Insulin resistance (IR) is fundamental to the development of type 2 diabetes and usually precedes the disease by several years. Therefore, a better understanding of the molecular pathogenesis of IR may help better manage and prevent the metabolic syndrome. We used an integrated approach of anthropometric and biochemical measures in conjunction with serum lipidomics for metabolic phenotyping of multiethnic male participants with varied insulin sensitivity.
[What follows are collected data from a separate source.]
//! Signal conditioning nodes

mod dc_removal;
mod frame_cutter;
mod windowing;

pub use dc_removal::DcRemoval;
pub use frame_cutter::FrameCutter;
pub use windowing::{WindowKind, Windowing};
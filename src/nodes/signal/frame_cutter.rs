//! Overlapping frame slicer

use crate::error::InputViolation;
use crate::node::{Algorithm, Inputs, Outputs, ProcessContext};

/// Slices a sample stream into frames of `frame_size`, advancing by
/// `hop_size` between frames. The first frame starts at sample zero.
///
/// Samples not yet covered by a full frame carry over to the next tick, so
/// with a hop smaller than the block length one tick can yield several frames.
/// Each invocation emits at most one frame.
///
/// Ports: `signal` in, `frame` out.
pub struct FrameCutter {
    frame_size: usize,
    hop_size: usize,
    pending: Vec<f32>,
    /// Start of the next frame within `pending`
    head: usize,
    /// Hop overshoot still to drop from incoming samples
    to_skip: usize,
}

impl FrameCutter {
    /// Zero sizes are raised to one.
    pub fn new(frame_size: usize, hop_size: usize) -> Self {
        let frame_size = frame_size.max(1);
        Self {
            frame_size,
            hop_size: hop_size.max(1),
            pending: Vec::with_capacity(frame_size * 2),
            head: 0,
            to_skip: 0,
        }
    }

    #[inline]
    pub fn frame_size(&self) -> usize {
        self.frame_size
    }

    #[inline]
    pub fn hop_size(&self) -> usize {
        self.hop_size
    }

    /// Samples buffered toward the next frame.
    #[inline]
    pub fn buffered(&self) -> usize {
        self.pending.len() - self.head
    }

    #[inline]
    fn has_frame(&self) -> bool {
        self.buffered() >= self.frame_size
    }

    fn absorb(&mut self, block: &[f32]) {
        // Consumed samples are dropped once per block, not once per frame.
        if self.head > 0 {
            self.pending.drain(..self.head);
            self.head = 0;
        }
        let skip = self.to_skip.min(block.len());
        self.to_skip -= skip;
        self.pending.extend_from_slice(&block[skip..]);
    }

    fn advance(&mut self) {
        self.head += self.hop_size;
        if self.head >= self.pending.len() {
            self.to_skip = self.head - self.pending.len();
            self.pending.clear();
            self.head = 0;
        }
    }
}

impl Algorithm for FrameCutter {
    fn kind(&self) -> &'static str {
        "FrameCutter"
    }

    fn inputs(&self) -> &[&'static str] {
        &["signal"]
    }

    fn outputs(&self) -> &[&'static str] {
        &["frame"]
    }

    fn is_ready(&self, inputs: &Inputs<'_>) -> bool {
        inputs.available(0) > 0 || self.has_frame()
    }

    fn process(
        &mut self,
        _ctx: &ProcessContext,
        inputs: &mut Inputs<'_>,
        outputs: &mut Outputs<'_>,
    ) -> Result<(), InputViolation> {
        while inputs.available(0) > 0 {
            let block = inputs.pop_vector(0)?;
            self.absorb(&block);
        }

        if self.has_frame() {
            let end = self.head + self.frame_size;
            outputs.push(0, &self.pending[self.head..end]);
            self.advance();
        }
        Ok(())
    }
}
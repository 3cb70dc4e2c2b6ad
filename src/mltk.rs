//! High-level analysis engine API

use std::fs::File;
use std::io::{BufWriter, Write};
use std::iter;
use std::path::Path;

use serde::ser::SerializeMap;
use serde::{Deserialize, Serialize, Serializer};

use crate::aggregate::AggregateSnapshot;
use crate::capture::FeedConsumer;
use crate::context::{Channel, ChannelContext};
use crate::error::{ChannelFailure, Error, GraphConfigError, Result, TickError};
use crate::graph::GraphBuilder;
use crate::network;
use crate::node::ProcessContext;
use crate::value::{Value, ValueKind};

/// Engine configuration, fixed for the lifetime of an [`Mltk`].
///
/// ```
/// use mltk::MltkConfig;
///
/// let config = MltkConfig::default()
///     .with_frame_size(1024)
///     .with_hop_size(512)
///     .with_record(true);
/// assert_eq!(config.channels, 2);
/// ```
#[derive(Clone, Debug, PartialEq, Eq, Serialize, Deserialize)]
#[serde(default)]
pub struct MltkConfig {
    /// Samples per ingested block, per channel
    pub frame_size: usize,
    /// Distance between analysis frames, used by frame cutters
    pub hop_size: usize,
    pub sample_rate: u32,
    /// Input channel count, not counting the mono mixdown
    pub channels: usize,
    /// Keep pool contents across ticks instead of clearing them
    pub accumulate: bool,
    /// Recompute every context's aggregate at the end of each tick
    pub record: bool,
}

impl Default for MltkConfig {
    fn default() -> Self {
        Self {
            frame_size: 512,
            hop_size: 256,
            sample_rate: 44100,
            channels: 2,
            accumulate: false,
            record: false,
        }
    }
}

impl MltkConfig {
    pub fn with_frame_size(mut self, frame_size: usize) -> Self {
        self.frame_size = frame_size;
        self
    }

    pub fn with_hop_size(mut self, hop_size: usize) -> Self {
        self.hop_size = hop_size;
        self
    }

    pub fn with_sample_rate(mut self, sample_rate: u32) -> Self {
        self.sample_rate = sample_rate;
        self
    }

    pub fn with_channels(mut self, channels: usize) -> Self {
        self.channels = channels;
        self
    }

    pub fn with_accumulate(mut self, accumulate: bool) -> Self {
        self.accumulate = accumulate;
        self
    }

    pub fn with_record(mut self, record: bool) -> Self {
        self.record = record;
        self
    }

    /// Reject zero sizes, rates and channel counts.
    pub fn validate(&self) -> Result<()> {
        let zero = [
            ("frame_size", self.frame_size == 0),
            ("hop_size", self.hop_size == 0),
            ("sample_rate", self.sample_rate == 0),
            ("channels", self.channels == 0),
        ];
        match zero.iter().find(|(_, is_zero)| *is_zero) {
            Some((field, _)) => Err(Error::InvalidConfig(format!("{} must be non-zero", field))),
            None => Ok(()),
        }
    }

    /// The context handed to every node.
    pub fn process_context(&self) -> ProcessContext {
        ProcessContext {
            sample_rate: self.sample_rate,
            frame_size: self.frame_size,
            hop_size: self.hop_size,
        }
    }
}

/// The analysis engine: one graph per input channel plus one for the mono
/// mixdown, each with its own pool.
///
/// # Creating an Instance
///
/// [`Mltk::standard`] wires the stock network from [`network::standard`]:
///
/// ```
/// use mltk::{Mltk, MltkConfig};
///
/// let mut mltk = Mltk::standard(MltkConfig::default())?;
/// # Ok::<(), mltk::Error>(())
/// ```
///
/// For a custom topology, pass a closure to [`Mltk::new`]. It runs once per
/// context, mono first, and gets to see which context it is wiring:
///
/// ```
/// use mltk::graph::SOURCE;
/// use mltk::nodes::{Rms, WindowKind, Windowing};
/// use mltk::{Mltk, MltkConfig};
///
/// let mut mltk = Mltk::new(MltkConfig::default(), |_channel, b| {
///     b.add("window", Windowing::new(WindowKind::Hann))?;
///     b.add("rms", Rms::new())?;
///     b.connect((SOURCE, SOURCE), ("window", "frame"))?;
///     b.connect(("window", "frame"), ("rms", "array"))?;
///     b.store(("rms", "rms"), "RMS")
/// })?;
/// # Ok::<(), mltk::Error>(())
/// ```
///
/// # Processing
///
/// Load one block per channel with [`ingest`](Self::ingest) (or all at once
/// with [`ingest_interleaved`](Self::ingest_interleaved)), then call
/// [`tick`](Self::tick) and read results back:
///
/// ```
/// # use mltk::{Channel, Mltk, MltkConfig};
/// # let mut mltk = Mltk::standard(MltkConfig::default())?;
/// let block = vec![0.25f32; mltk.frame_size()];
/// mltk.ingest(0, &block)?;
/// mltk.ingest(1, &block)?;
/// mltk.tick()?;
///
/// let rms = mltk.get_value("RMS", Channel::Mono)?;
/// let spectrum = mltk.get_vector("Spectrum", 0)?;
/// assert_eq!(spectrum.len(), mltk.frame_size() / 2 + 1);
/// # let _ = rms;
/// # Ok::<(), mltk::Error>(())
/// ```
pub struct Mltk {
    config: MltkConfig,
    mono: ChannelContext,
    channels: Vec<ChannelContext>,
    ticks: u64,
    /// Feed overrun count at the last drain
    seen_overruns: usize,
}

impl Mltk {
    /// Build an engine, calling `topology` once per context to wire its graph.
    pub fn new<F>(config: MltkConfig, mut topology: F) -> Result<Self>
    where
        F: FnMut(Channel, &mut GraphBuilder) -> std::result::Result<(), GraphConfigError>,
    {
        config.validate()?;
        let ctx = config.process_context();

        let mut build = |channel: Channel| -> Result<ChannelContext> {
            let mut b = GraphBuilder::new(ctx);
            topology(channel, &mut b)?;
            Ok(ChannelContext::new(channel, b.build()?))
        };

        let mono = build(Channel::Mono)?;
        let channels = (0..config.channels)
            .map(|i| build(Channel::Index(i)))
            .collect::<Result<Vec<_>>>()?;

        tracing::debug!(
            channels = config.channels,
            frame_size = config.frame_size,
            hop_size = config.hop_size,
            sample_rate = config.sample_rate,
            nodes = mono.graph().len(),
            "engine built"
        );

        Ok(Self {
            config,
            mono,
            channels,
            ticks: 0,
            seen_overruns: 0,
        })
    }

    /// Build an engine running the stock network in every context.
    pub fn standard(config: MltkConfig) -> Result<Self> {
        Self::new(config, |_, b| network::standard(b))
    }

    /// Copy one block into an input channel's buffer.
    ///
    /// `block` must be exactly [`frame_size`](Self::frame_size) samples long.
    pub fn ingest(&mut self, channel: usize, block: &[f32]) -> Result<()> {
        let channels = self.channels.len();
        self.channels
            .get_mut(channel)
            .ok_or(Error::ChannelIndexOutOfRange {
                channel: Channel::Index(channel),
                channels,
            })?
            .load(block)
    }

    /// Split an interleaved block of `frame_size * channels` samples across
    /// every input channel's buffer.
    pub fn ingest_interleaved(&mut self, block: &[f32]) -> Result<()> {
        let n = self.channels.len();
        let expected = self.config.frame_size * n;
        if block.len() != expected {
            return Err(Error::BlockLength {
                expected,
                got: block.len(),
            });
        }

        for (ch, ctx) in self.channels.iter_mut().enumerate() {
            for (dst, src) in ctx.buffer_mut().iter_mut().zip(block.iter().skip(ch).step_by(n)) {
                *dst = *src;
            }
        }
        Ok(())
    }

    /// Run one analysis cycle over the buffers as they stand:
    /// mixdown, clear (unless accumulating), execute every context, and
    /// aggregate (when recording).
    ///
    /// A context whose graph fails does not stop the others. Every failure is
    /// reported in the returned [`TickError`], after the aggregate phase ran.
    pub fn tick(&mut self) -> Result<()> {
        self.mixdown();

        if !self.config.accumulate {
            self.clear_pools();
        }

        let mut failures = Vec::new();
        for ctx in self.contexts_mut() {
            if let Err(error) = ctx.execute() {
                tracing::warn!(channel = %ctx.channel(), %error, "context failed during tick");
                failures.push(ChannelFailure {
                    channel: ctx.channel(),
                    error,
                });
            }
        }

        if self.config.record {
            self.aggregate_now();
        }

        self.ticks += 1;
        tracing::trace!(tick = self.ticks, failed = failures.len(), "tick complete");

        if failures.is_empty() {
            Ok(())
        } else {
            Err(TickError { failures }.into())
        }
    }

    /// Ingest and tick once per complete block waiting in `feed`.
    ///
    /// Returns the number of ticks run. Stops at the first failed tick.
    pub fn drain(&mut self, feed: &mut FeedConsumer) -> Result<usize> {
        if feed.channels() != self.channels.len() || feed.frame_size() != self.config.frame_size {
            return Err(Error::InvalidConfig(format!(
                "feed carries {} channels x {} samples, engine expects {} x {}",
                feed.channels(),
                feed.frame_size(),
                self.channels.len(),
                self.config.frame_size
            )));
        }

        let overruns = feed.overruns();
        if overruns > self.seen_overruns {
            tracing::warn!(
                dropped = overruns - self.seen_overruns,
                total = overruns,
                "capture feed overrun"
            );
            self.seen_overruns = overruns;
        }

        let mut ticks = 0;
        while let Some(block) = feed.next_block() {
            self.ingest_interleaved(block)?;
            self.tick()?;
            ticks += 1;
        }
        Ok(ticks)
    }

    /// Empty every context's pool. Keys stay known.
    pub fn clear_pools(&mut self) {
        for ctx in self.contexts_mut() {
            ctx.clear_pool();
        }
    }

    /// Recompute every context's aggregate now, recording or not.
    pub fn aggregate_now(&mut self) {
        for ctx in self.contexts_mut() {
            let keys = ctx.refresh_aggregate().len();
            tracing::trace!(channel = %ctx.channel(), keys, "aggregate refreshed");
        }
    }

    /// The last aggregate computed for `channel`, if any.
    pub fn aggregate(&self, channel: impl Into<Channel>) -> Result<Option<&AggregateSnapshot>> {
        Ok(self.context(channel)?.aggregate())
    }

    /// Latest scalar written under `name`.
    pub fn get_value(&self, name: &str, channel: impl Into<Channel>) -> Result<f32> {
        let latest = self.context(channel)?.pool().read_latest(name)?;
        latest.as_real().ok_or_else(|| Error::ValueKind {
            key: name.to_owned(),
            expected: ValueKind::Real,
            found: latest.kind(),
        })
    }

    /// Latest vector written under `name`.
    pub fn get_vector(&self, name: &str, channel: impl Into<Channel>) -> Result<&[f32]> {
        let latest = self.context(channel)?.pool().read_latest(name)?;
        latest.as_vector().ok_or_else(|| Error::ValueKind {
            key: name.to_owned(),
            expected: ValueKind::Vector,
            found: latest.kind(),
        })
    }

    /// Everything written under `name` since the last clear.
    pub fn get_series(&self, name: &str, channel: impl Into<Channel>) -> Result<&[Value]> {
        self.context(channel)?.pool().read_all(name)
    }

    /// Whether any node ever wrote `name` in this context.
    pub fn exists(&self, name: &str, channel: impl Into<Channel>) -> Result<bool> {
        Ok(self.context(channel)?.pool().contains(name))
    }

    /// Write every stored aggregate as pretty JSON, keyed `mono`, `channel0`, ...
    ///
    /// Contexts that were never aggregated are left out. Output depends only
    /// on the stored snapshots, so repeated flushes are identical.
    pub fn flush_aggregate<W: Write>(&self, mut writer: W) -> Result<()> {
        serde_json::to_writer_pretty(&mut writer, &FlushView(self))?;
        writer.write_all(b"\n")?;
        writer.flush()?;
        Ok(())
    }

    pub fn flush_aggregate_to_path(&self, path: impl AsRef<Path>) -> Result<()> {
        let path = path.as_ref();
        tracing::debug!(path = %path.display(), "flushing aggregate");
        self.flush_aggregate(BufWriter::new(File::create(path)?))
    }

    pub fn context(&self, channel: impl Into<Channel>) -> Result<&ChannelContext> {
        match channel.into() {
            Channel::Mono => Ok(&self.mono),
            Channel::Index(i) => self.channels.get(i).ok_or(Error::ChannelIndexOutOfRange {
                channel: Channel::Index(i),
                channels: self.channels.len(),
            }),
        }
    }

    /// Every context, mono first.
    pub fn contexts(&self) -> impl Iterator<Item = &ChannelContext> {
        iter::once(&self.mono).chain(self.channels.iter())
    }

    fn contexts_mut(&mut self) -> impl Iterator<Item = &mut ChannelContext> {
        iter::once(&mut self.mono).chain(self.channels.iter_mut())
    }

    /// Mono buffer becomes the sample-wise mean of the input channels.
    fn mixdown(&mut self) {
        let scale = (self.channels.len() as f32).recip();
        let mono = self.mono.buffer_mut();
        mono.fill(0.0);
        for ctx in &self.channels {
            for (m, s) in mono.iter_mut().zip(ctx.buffer()) {
                *m += s;
            }
        }
        mono.iter_mut().for_each(|m| *m *= scale);
    }

    #[inline]
    pub fn config(&self) -> &MltkConfig {
        &self.config
    }

    /// Number of input channels, not counting mono.
    #[inline]
    pub fn channels(&self) -> usize {
        self.channels.len()
    }

    #[inline]
    pub fn frame_size(&self) -> usize {
        self.config.frame_size
    }

    #[inline]
    pub fn sample_rate(&self) -> u32 {
        self.config.sample_rate
    }

    /// Ticks run so far, failed ones included.
    #[inline]
    pub fn ticks(&self) -> u64 {
        self.ticks
    }
}

/// Serializes the stored snapshots in context order.
struct FlushView<'a>(&'a Mltk);

impl Serialize for FlushView<'_> {
    fn serialize<S: Serializer>(&self, serializer: S) -> std::result::Result<S::Ok, S::Error> {
        let mut map = serializer.serialize_map(None)?;
        for ctx in self.0.contexts() {
            if let Some(snapshot) = ctx.aggregate() {
                map.serialize_entry(&ctx.channel().to_string(), snapshot)?;
            }
        }
        map.end()
    }
}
By detailed characterization of the serum lipidomic profiles in the fasting state as well as temporal changes during the hyperinsulinemic-euglycemic clamp procedure (HIEC), we identified a systemic metabolic response to the HIEC represented by the marked changes in the acylcarnitine, nonesterified fatty acid, lysophospholipid, sphingosine-1-phosphate, and phosphatidylserine lipid classes. We demonstrate that a shared lipidomic signature between IR and liver fat shows gradual increase with increasing liver fat percentage. In summary, by stratifying the study participants according to the insulin sensitivity indices derived from the HIEC procedures, we identified a circulating lipidomic signature of IR and metabolic plasticity with a potential for prediction and management of metabolic health before the development of type 2 diabetes and other metabolic diseases.